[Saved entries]
──────────
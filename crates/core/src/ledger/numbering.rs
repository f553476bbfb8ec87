//! Transaction and journal entry numbers.
//!
//! Format: `{PREFIX}-{YYYYMMDD}-{SUFFIX}` where the suffix is eight characters,
//! either random uppercase alphanumerics or a zero-padded per-tenant counter.

use chrono::NaiveDate;
use rand::Rng;

const SUFFIX_LEN: usize = 8;
const CHARSET: &[u8] = b"ABCDEFGHIJKLMNOPQRSTUVWXYZ0123456789";

/// What a number identifies.
#[derive(Debug, Clone, Copy, PartialEq, Eq, Hash)]
pub enum NumberKind {
    /// Ledger transaction (`TXN-`).
    Transaction,
    /// Journal entry (`JE-`).
    JournalEntry,
}

impl NumberKind {
    /// Number prefix.
    #[must_use]
    pub const fn prefix(self) -> &'static str {
        match self {
            Self::Transaction => "TXN",
            Self::JournalEntry => "JE",
        }
    }

    /// Counter name used for sequential numbering.
    #[must_use]
    pub const fn sequence_name(self) -> &'static str {
        match self {
            Self::Transaction => "ledger_transaction",
            Self::JournalEntry => "journal_entry",
        }
    }
}

/// Number generation.
pub struct NumberGenerator;

impl NumberGenerator {
    /// Number with a random suffix.
    #[must_use]
    pub fn random(kind: NumberKind, date: NaiveDate) -> String {
        let mut rng = rand::rng();
        let suffix: String = (0..SUFFIX_LEN)
            .map(|_| char::from(CHARSET[rng.random_range(0..CHARSET.len())]))
            .collect();
        Self::format(kind, date, &suffix)
    }

    /// Number with a counter suffix.
    #[must_use]
    pub fn sequential(kind: NumberKind, date: NaiveDate, sequence: u64) -> String {
        Self::format(kind, date, &format!("{sequence:0>SUFFIX_LEN$}"))
    }

    /// Returns true if `number` has the shape of a `kind` number.
    #[must_use]
    pub fn is_well_formed(kind: NumberKind, number: &str) -> bool {
        let mut parts = number.splitn(3, '-');
        let (Some(prefix), Some(date), Some(suffix)) = (parts.next(), parts.next(), parts.next())
        else {
            return false;
        };
        prefix == kind.prefix()
            && NaiveDate::parse_from_str(date, "%Y%m%d").is_ok()
            && suffix.len() == SUFFIX_LEN
            && suffix.bytes().all(|b| CHARSET.contains(&b))
    }

    fn format(kind: NumberKind, date: NaiveDate, suffix: &str) -> String {
        format!("{}-{}-{suffix}", kind.prefix(), date.format("%Y%m%d"))
    }
}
──────────
Exercise details: Copy from the entries only those lines that hold the word "String".

Output for this exercise:
    pub fn random(kind: NumberKind, date: NaiveDate) -> String {
        let suffix: String = (0..SUFFIX_LEN)
    pub fn sequential(kind: NumberKind, date: NaiveDate, sequence: u64) -> String {
    fn format(kind: NumberKind, date: NaiveDate, suffix: &str) -> String {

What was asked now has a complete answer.